Tuesday, November 17, 2009

Installing OpenLink Virtuoso triple store on Unix

Recently I had to install OpenLink virtuoso triple store for the orechem project that I am working for. They have an ocean of documentation. I was suggested by Marlon to put down the steps here for future reference. To learn what exactly Virtuoso is, read here.
This blog is about how I installed it on Unix. Will write down the windows installation in the next blog.

1) Downloaded the source files using wget
wget "http://sourceforge.net/projects/virtuoso/files/virtuoso/5.0.12/virtuoso-opensource-5.0.12.tar.gz/download"

2) untarred . tar -xvzf virtuoso-opensource-5.0.12.tar.gz

3) To generate the configure script it needs lot of other packages. Checked here for the list of package dependencies. Made sure they are installed.

4) cd into the directory created and typed ./configure. By default the install target directories are under /usr/local/ .In order to specify a particular target directory(in my case I created a directory called virtuoso-opensource) type ./configure --prefix pathtodir

5) Typed make (this took around 20-30 mins) followed by make install.

6) Four directories (var, bin, lib, share) were created in the configure target directory.

7) To start the virtuoso server configuration file "virtuoso.ini" is needed. I found that its located at var/lib/virtuoso/db

8) cd bin. Then started the server by typing:
./virtuoso-t -c ~/virtuoso-opensource/var/lib/virtuoso/db/virtuoso.ini -f

10) Accessed the web admin inerface from a web browser at http://gf18.ucs.indiana.edu:8890. I said gf18.ucs.indiana.edu, for I was working remotely on that machine. If thats not the case you can say localhost. 8890 is usually the port at which it is created. If this is not working check here for more information. The first time the virtuoso server starts, it installs Conductor VAD(Virtuoso Application Distribution) and an empty database.
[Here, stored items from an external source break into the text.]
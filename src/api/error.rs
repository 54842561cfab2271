//! JSON error responses

use axum::{
    Json,
    http::StatusCode,
    response::{IntoResponse, Response},
};
use serde::Serialize;

/// API errors, rendered as `{"error": {"code", "message"}}`
#[derive(Debug)]
pub enum ApiError {
    BadRequest(String),
    NotFound(String),
    Conflict(String),
    NotConfigured(&'static str),
    Internal(String),
}

impl From<crate::Error> for ApiError {
    fn from(err: crate::Error) -> Self {
        match err {
            crate::Error::Validation(msg) => Self::BadRequest(msg),
            crate::Error::NotFound(msg) => Self::NotFound(msg),
            crate::Error::Conflict(msg) => Self::Conflict(msg),
            other => {
                tracing::error!(error = %other, "request failed");
                Self::Internal(other.to_string())
            }
        }
    }
}

#[derive(Serialize)]
struct ErrorResponse {
    error: ErrorBody,
}

#[derive(Serialize)]
struct ErrorBody {
    code: &'static str,
    message: String,
}

impl IntoResponse for ApiError {
    fn into_response(self) -> Response {
        let (status, code, message) = match self {
            Self::BadRequest(msg) => (StatusCode::BAD_REQUEST, "bad_request", msg),
            Self::NotFound(msg) => (StatusCode::NOT_FOUND, "not_found", msg),
            Self::Conflict(msg) => (StatusCode::CONFLICT, "conflict", msg),
            Self::NotConfigured(msg) => (
                StatusCode::SERVICE_UNAVAILABLE,
                "not_configured",
                msg.to_string(),
            ),
            Self::Internal(msg) => (StatusCode::INTERNAL_SERVER_ERROR, "internal", msg),
        };

        (
            status,
            Json(ErrorResponse {
                error: ErrorBody { code, message },
            }),
        )
            .into_response()
    }
}

#[cfg(test)]
mod tests {
    use super::*;
    use crate::Error;

    #[test]
    fn test_status_mapping() {
        let cases = [
            (Error::Validation("x".into()), StatusCode::BAD_REQUEST),
            (Error::NotFound("x".into()), StatusCode::NOT_FOUND),
            (Error::Conflict("x".into()), StatusCode::CONFLICT),
            (Error::Database("x".into()), StatusCode::INTERNAL_SERVER_ERROR),
        ];

        for (err, status) in cases {
            assert_eq!(ApiError::from(err).into_response().status(), status);
        }
    }
}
11) On the web admin interface, clicked on Conductor and logged in using the default username dba and default password dba. There are lot of tabs there just explored those. From System Admin, User Accounts tab I created an account with user name schalla and set up a password for it.

12) Now comes the actual uploading of RDF triples. There are several methods described here. I implemented using the WebDAV browser available on the web interface and using "curl" from command line. To upload file from command line I typed :

curl -i -T bio2rdfdemo.rdf http://gf18.ucs.indiana.edu:8890/DAV/home/schalla/rdf_sink/bio2rdfdemo.rdf -u "schalla:password"
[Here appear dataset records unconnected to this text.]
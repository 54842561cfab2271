//! Interpreter behaviour through the public API

use chrono::NaiveDate;
use voice_tasks::command::{classify, reply};
use voice_tasks::{ActionParams, Context, Intent, InterpretationResult, interpret};

mod common;
use common::{category, task, today};

fn ctx_with(tasks: Vec<voice_tasks::Task>) -> Context {
    Context::new(
        tasks,
        vec![category(3, "trabajo"), category(4, "Casa")],
        today(),
    )
}

fn params(result: &InterpretationResult) -> &ActionParams {
    &result.action().expect("expected an action").params
}

#[test]
fn test_unrecognized_transcripts() {
    let ctx = ctx_with(vec![task(1, "comprar pan")]);

    for transcript in ["", "   ", "hola qué tal", "pon música", "tarea"] {
        let result = interpret(transcript, &ctx);
        assert_eq!(result, InterpretationResult::Unrecognized, "{transcript:?}");
        assert!(result.action().is_none());
        assert!(result.speech().is_none());
    }
}

#[test]
fn test_create_plain_task() {
    let result = interpret("crear tarea comprar pan", &ctx_with(vec![]));
    let action = result.action().unwrap();

    assert_eq!(action.intent, Intent::CreateTask);
    assert!(!action.requires_confirmation);
    assert_eq!(
        action.params,
        ActionParams::CreateTask {
            title: "comprar pan".to_string(),
            due_date: None,
            category_id: None,
        }
    );
    assert_eq!(action.speech, "Tarea creada: comprar pan");
}

#[test]
fn test_create_with_date_and_inline_category() {
    let result = interpret(
        "crear tarea entregar informe para el 15 de mayo en categoría trabajo",
        &ctx_with(vec![]),
    );

    let ActionParams::CreateTask {
        title,
        due_date,
        category_id,
    } = params(&result)
    else {
        panic!("expected CreateTask, got {result:?}");
    };

    assert!(title.starts_with("entregar informe"));
    assert_eq!(*due_date, NaiveDate::from_ymd_opt(2025, 5, 15));
    assert_eq!(*category_id, Some(3));
}

#[test]
fn test_create_keeps_original_case() {
    let result = interpret("Nueva tarea Llamar a María", &ctx_with(vec![]));
    let ActionParams::CreateTask { title, .. } = params(&result) else {
        panic!("expected CreateTask");
    };
    assert_eq!(title, "Llamar a María");
}

#[test]
fn test_complete_single_match() {
    let ctx = ctx_with(vec![task(1, "lavar coche"), task(2, "comprar pan")]);
    let result = interpret("completar tarea comprar pan", &ctx);

    assert_eq!(params(&result), &ActionParams::CompleteTask { task_id: 2 });
    assert_eq!(result.speech(), Some("Tarea completada: comprar pan"));
}

#[test]
fn test_complete_not_found() {
    let ctx = ctx_with(vec![task(1, "comprar pan")]);
    let result = interpret("completar tarea xyz", &ctx);

    assert_eq!(
        result,
        InterpretationResult::Failure {
            speech: reply::pending_task_not_found("xyz"),
        }
    );
}

#[test]
fn test_first_match_in_list_order_wins() {
    let ctx = ctx_with(vec![task(10, "comprar pan"), task(11, "comprar pan integral")]);
    let result = interpret("completar tarea comprar pan", &ctx);
    assert_eq!(params(&result), &ActionParams::CompleteTask { task_id: 10 });

    let reversed = ctx_with(vec![task(11, "comprar pan integral"), task(10, "comprar pan")]);
    let result = interpret("completar tarea comprar pan", &reversed);
    assert_eq!(params(&result), &ActionParams::CompleteTask { task_id: 11 });
}

#[test]
fn test_assign_category_to_task() {
    let ctx = ctx_with(vec![task(1, "comprar pan")]);
    let result = interpret("asignar categoría trabajo a tarea comprar pan", &ctx);
    let action = result.action().unwrap();

    assert_eq!(action.intent, Intent::AssignCategoryToTask);
    assert!(!action.requires_confirmation);
    assert_eq!(
        action.params,
        ActionParams::AssignCategory {
            task_id: 1,
            category_id: 3,
        }
    );
}

#[test]
fn test_category_lookup_is_case_insensitive() {
    let ctx = ctx_with(vec![task(1, "barrer")]);
    let result = interpret("poner categoría casa a tarea barrer", &ctx);
    assert_eq!(
        params(&result),
        &ActionParams::AssignCategory {
            task_id: 1,
            category_id: 4,
        }
    );
}

#[test]
fn test_bulk_assignment_requires_confirmation() {
    let mut done = task(3, "ya hecha");
    done.completed = true;
    let ctx = ctx_with(vec![task(1, "comprar pan"), done, task(2, "lavar coche")]);

    let result = interpret("asignar categoría a todas como trabajo", &ctx);
    let action = result.action().unwrap();

    assert_eq!(action.intent, Intent::AssignCategoryToAll);
    assert!(action.requires_confirmation);
    let pending = action.pending.as_ref().unwrap();
    assert_eq!(pending.category_id, 3);
    assert_eq!(pending.affected_task_ids, vec![1, 2]);
    assert_eq!(
        action.speech,
        "¿Quieres asignar la categoría trabajo a tus 2 tareas pendientes?"
    );
}

#[test]
fn test_interpret_is_idempotent() {
    let ctx = ctx_with(vec![task(1, "comprar pan"), task(2, "lavar coche")]);
    let transcripts = [
        "crear tarea informe para el 3 de junio",
        "completar tarea pan",
        "asignar categoría a todas como trabajo",
        "mis tareas",
        "algo sin sentido",
    ];

    for transcript in transcripts {
        assert_eq!(interpret(transcript, &ctx), interpret(transcript, &ctx));
    }
}

#[test]
fn test_intent_order_prefers_bulk_over_single() {
    assert_eq!(
        classify("asignar categoría a todas como trabajo"),
        Intent::AssignCategoryToAll
    );
    assert_eq!(
        classify("asignar categoría trabajo a tarea pan"),
        Intent::AssignCategoryToTask
    );
    assert_eq!(classify("eliminar categoría de tarea pan"), Intent::RemoveCategoryFromTask);
    assert_eq!(classify("eliminar tarea pan"), Intent::DeleteTask);
}

#[tokio::test]
async fn test_concurrent_interpretation() {
    let ctx = std::sync::Arc::new(ctx_with(vec![task(1, "comprar pan")]));

    let handles: Vec<_> = (0..8)
        .map(|_| {
            let ctx = ctx.clone();
            tokio::spawn(async move { interpret("completar tarea pan", &ctx) })
        })
        .collect();

    for handle in handles {
        let result = handle.await.unwrap();
        assert_eq!(params(&result), &ActionParams::CompleteTask { task_id: 1 });
    }
}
I could see the RDF files uploaded into rdf_sink folder. The actual process virtuoso follows is that it uploads RDF files into rdf_sink folder and from there the triples are stored on to the RDF_QUAD table in the database. To learn more about how exactly virtuoso stores triples read here.

13) Once RDF file is uploaded an IRI is to be generated. After a long search got the correct IRI generated, from RDF, Graphs tabs on the web interface. IRI created for the above file was http://local.virt/DAV/home/schalla/rdf_sink/bio2rdfdemo.rdf. Now using this as Default IRI graph in the SPARQL tab on web interface I executed the following sparql query

select DISTINCT ?p
where {?s ?p ?o}

and this query gave all the distinct properties in the graph.
Then tried running the SPARQL query from command line using curl as following

curl -F "query=SELECT DISTINCT ?p FROM WHERE {?s ?p ?o}" http://gf18.ucs.indiana.edu:8890/sparql

14) Port 1111 is the virtuoso DBMS port. This can be accesed using isql. First time when I typed ./isql 1111 dba dba I got an error that said "couldnotSQL connect"
Then checked to see the unixODBC drivers installed, so typed
odbcinst -j got this as output,
DRIVERS............: /etc/odbcinst.ini
SYSTEM DATA SOURCES: /etc/odbc.ini
USER DATA SOURCES..: /globalhome/schalla/.odbc.ini

After some reading on the web here and here got to learn that I need to include the following in the User Data sources i.e. .odbc.ini file.

[LocalVirt]
Driver=/globalhome/schalla/virtuoso-opensource/lib/virtodbc.so
Address=localhost:1111

[ODBC Data Sources]
triples-store=OpenLink Virtuoso

[triples-store]
Driver=OpenLink Virtuoso
Address=localhost:1111

Then again when I typed ./isql 1111 dba dba I got the SQL prompt and I could see the tables by typing "tables;" isql commands are not the same as SQL. Check here for more information.

15) How to terminate this virtuoso server ? I did not know how to do this. Thought there could be some command to do the same, searched a lot in the documentation with no luck, but what I finally did was killed the virtuoso process that was running.

Some of the useful links are here, here and here.

Virtuoso's Sponger RDFizer is a cartridge that can generate RDF data from non-RDF data (could be XML, HTML). I need to convert atom feed into RDF using GRDDL and I need to look into how I do it using sponger does this. Will post that stuff in the next blog.